About this task => All lines from the opening of the data to the line containing "use thiserror::Error;" must be returned unchanged, and only those lines.

Data listing =>
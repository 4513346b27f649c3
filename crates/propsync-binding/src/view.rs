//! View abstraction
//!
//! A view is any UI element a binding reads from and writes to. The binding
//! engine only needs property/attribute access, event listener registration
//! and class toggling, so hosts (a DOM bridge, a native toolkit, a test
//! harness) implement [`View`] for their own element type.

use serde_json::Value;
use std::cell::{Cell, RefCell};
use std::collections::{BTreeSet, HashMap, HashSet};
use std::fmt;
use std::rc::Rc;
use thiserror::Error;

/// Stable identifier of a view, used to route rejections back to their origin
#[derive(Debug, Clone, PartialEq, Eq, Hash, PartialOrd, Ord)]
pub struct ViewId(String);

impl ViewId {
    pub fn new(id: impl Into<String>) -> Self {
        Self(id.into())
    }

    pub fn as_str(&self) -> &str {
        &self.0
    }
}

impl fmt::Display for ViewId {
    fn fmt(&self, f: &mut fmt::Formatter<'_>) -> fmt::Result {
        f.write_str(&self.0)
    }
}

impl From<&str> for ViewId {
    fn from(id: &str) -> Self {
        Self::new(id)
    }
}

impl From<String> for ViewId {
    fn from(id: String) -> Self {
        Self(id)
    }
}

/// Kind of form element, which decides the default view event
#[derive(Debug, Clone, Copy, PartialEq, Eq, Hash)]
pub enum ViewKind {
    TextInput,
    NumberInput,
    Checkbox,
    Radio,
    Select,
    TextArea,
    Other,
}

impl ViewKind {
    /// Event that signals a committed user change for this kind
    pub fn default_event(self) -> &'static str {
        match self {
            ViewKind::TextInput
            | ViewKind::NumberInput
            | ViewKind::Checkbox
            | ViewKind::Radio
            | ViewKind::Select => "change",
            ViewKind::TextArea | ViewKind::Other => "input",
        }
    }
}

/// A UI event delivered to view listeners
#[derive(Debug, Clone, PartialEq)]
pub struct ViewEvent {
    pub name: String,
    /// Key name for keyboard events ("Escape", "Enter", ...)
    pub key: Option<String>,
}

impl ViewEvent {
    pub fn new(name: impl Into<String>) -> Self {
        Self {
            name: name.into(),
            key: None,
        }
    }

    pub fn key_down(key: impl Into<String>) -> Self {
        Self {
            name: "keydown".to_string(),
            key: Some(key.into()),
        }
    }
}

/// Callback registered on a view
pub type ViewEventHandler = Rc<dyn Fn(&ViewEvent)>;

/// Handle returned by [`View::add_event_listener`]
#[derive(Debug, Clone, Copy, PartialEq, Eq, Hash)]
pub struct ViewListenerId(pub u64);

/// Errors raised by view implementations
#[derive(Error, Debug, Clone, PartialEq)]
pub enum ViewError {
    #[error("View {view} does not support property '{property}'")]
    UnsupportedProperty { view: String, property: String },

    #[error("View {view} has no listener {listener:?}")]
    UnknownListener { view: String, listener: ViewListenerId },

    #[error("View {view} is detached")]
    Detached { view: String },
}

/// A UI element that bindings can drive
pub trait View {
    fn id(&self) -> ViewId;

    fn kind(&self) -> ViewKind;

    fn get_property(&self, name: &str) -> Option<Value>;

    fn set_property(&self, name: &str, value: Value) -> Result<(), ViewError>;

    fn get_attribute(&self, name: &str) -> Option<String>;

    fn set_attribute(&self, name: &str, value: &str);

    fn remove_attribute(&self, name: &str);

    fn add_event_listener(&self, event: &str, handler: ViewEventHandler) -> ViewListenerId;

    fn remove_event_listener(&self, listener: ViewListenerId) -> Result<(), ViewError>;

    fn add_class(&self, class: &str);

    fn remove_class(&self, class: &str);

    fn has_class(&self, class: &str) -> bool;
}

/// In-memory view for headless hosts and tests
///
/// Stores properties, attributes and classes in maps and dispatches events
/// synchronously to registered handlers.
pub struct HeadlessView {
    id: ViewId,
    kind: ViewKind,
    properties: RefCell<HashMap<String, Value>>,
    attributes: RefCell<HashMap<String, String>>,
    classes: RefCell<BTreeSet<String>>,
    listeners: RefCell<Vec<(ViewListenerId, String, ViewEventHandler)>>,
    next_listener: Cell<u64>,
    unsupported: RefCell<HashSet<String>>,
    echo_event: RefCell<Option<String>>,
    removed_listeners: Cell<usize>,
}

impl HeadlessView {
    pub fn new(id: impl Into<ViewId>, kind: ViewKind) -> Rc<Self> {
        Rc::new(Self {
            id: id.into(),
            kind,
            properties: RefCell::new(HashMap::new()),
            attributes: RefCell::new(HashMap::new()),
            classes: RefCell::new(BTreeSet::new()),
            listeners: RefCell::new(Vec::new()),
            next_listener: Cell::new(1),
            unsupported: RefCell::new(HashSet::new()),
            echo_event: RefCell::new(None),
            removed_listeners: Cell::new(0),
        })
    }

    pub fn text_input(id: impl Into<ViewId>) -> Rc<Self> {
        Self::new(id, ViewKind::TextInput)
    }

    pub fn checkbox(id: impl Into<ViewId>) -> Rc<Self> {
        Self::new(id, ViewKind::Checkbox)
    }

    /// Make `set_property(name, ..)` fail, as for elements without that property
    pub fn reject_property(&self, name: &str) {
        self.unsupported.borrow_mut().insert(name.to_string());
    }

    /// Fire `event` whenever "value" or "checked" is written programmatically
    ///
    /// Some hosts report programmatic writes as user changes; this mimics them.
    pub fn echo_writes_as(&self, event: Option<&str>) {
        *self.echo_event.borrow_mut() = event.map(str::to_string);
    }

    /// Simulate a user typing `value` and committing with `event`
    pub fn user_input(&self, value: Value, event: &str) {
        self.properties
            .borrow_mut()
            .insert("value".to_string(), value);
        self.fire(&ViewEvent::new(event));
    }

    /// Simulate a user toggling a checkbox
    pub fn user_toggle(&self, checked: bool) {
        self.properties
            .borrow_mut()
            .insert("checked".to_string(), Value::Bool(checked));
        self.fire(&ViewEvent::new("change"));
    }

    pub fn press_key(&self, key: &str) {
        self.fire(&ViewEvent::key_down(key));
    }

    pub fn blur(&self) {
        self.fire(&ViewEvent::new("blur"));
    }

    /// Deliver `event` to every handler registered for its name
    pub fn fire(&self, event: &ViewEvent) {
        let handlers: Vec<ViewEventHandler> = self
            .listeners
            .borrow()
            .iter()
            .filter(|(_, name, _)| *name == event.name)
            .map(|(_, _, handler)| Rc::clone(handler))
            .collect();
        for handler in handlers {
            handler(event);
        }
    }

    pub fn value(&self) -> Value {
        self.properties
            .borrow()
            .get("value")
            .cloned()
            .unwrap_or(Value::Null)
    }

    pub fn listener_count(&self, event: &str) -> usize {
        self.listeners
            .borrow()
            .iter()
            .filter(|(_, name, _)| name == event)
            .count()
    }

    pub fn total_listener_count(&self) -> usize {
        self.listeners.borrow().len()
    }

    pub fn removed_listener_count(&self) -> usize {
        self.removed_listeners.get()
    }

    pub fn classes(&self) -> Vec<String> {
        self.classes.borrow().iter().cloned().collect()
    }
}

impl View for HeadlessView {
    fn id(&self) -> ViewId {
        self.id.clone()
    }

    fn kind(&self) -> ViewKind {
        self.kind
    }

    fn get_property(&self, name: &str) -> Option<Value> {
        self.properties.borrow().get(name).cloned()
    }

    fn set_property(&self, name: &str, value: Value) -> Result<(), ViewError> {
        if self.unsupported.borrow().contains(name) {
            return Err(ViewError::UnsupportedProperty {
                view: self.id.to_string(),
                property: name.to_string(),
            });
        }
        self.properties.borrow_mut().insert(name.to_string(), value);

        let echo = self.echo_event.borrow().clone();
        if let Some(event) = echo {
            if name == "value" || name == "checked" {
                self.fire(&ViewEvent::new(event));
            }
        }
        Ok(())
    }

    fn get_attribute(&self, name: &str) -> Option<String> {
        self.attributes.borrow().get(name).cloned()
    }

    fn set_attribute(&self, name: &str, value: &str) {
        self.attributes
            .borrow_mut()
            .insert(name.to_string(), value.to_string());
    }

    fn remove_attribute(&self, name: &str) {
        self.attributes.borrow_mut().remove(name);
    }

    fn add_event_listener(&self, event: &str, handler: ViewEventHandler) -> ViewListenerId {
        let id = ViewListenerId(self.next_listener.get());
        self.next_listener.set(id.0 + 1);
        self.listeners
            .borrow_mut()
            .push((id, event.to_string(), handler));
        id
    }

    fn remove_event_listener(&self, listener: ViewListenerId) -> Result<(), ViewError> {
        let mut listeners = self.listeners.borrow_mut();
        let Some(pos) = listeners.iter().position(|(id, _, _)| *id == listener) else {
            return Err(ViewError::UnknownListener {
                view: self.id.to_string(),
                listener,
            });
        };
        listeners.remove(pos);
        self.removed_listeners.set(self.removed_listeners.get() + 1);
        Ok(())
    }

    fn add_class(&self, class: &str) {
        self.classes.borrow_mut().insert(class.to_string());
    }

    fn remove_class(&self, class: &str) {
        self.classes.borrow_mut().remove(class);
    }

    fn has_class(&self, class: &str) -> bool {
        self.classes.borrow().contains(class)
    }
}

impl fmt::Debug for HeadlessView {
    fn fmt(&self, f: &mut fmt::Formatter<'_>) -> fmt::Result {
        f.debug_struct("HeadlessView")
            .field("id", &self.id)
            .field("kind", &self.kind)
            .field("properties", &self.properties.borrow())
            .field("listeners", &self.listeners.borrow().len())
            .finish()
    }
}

Written reply =>
repository 4513346b27f649c3
filename crates/propsync-binding/src/view.rs
//! View abstraction
//!
//! A view is any UI element a binding reads from and writes to. The binding
//! engine only needs property/attribute access, event listener registration
//! and class toggling, so hosts (a DOM bridge, a native toolkit, a test
//! harness) implement [`View`] for their own element type.

use serde_json::Value;
use std::cell::{Cell, RefCell};
use std::collections::{BTreeSet, HashMap, HashSet};
use std::fmt;
use std::rc::Rc;
use thiserror::Error;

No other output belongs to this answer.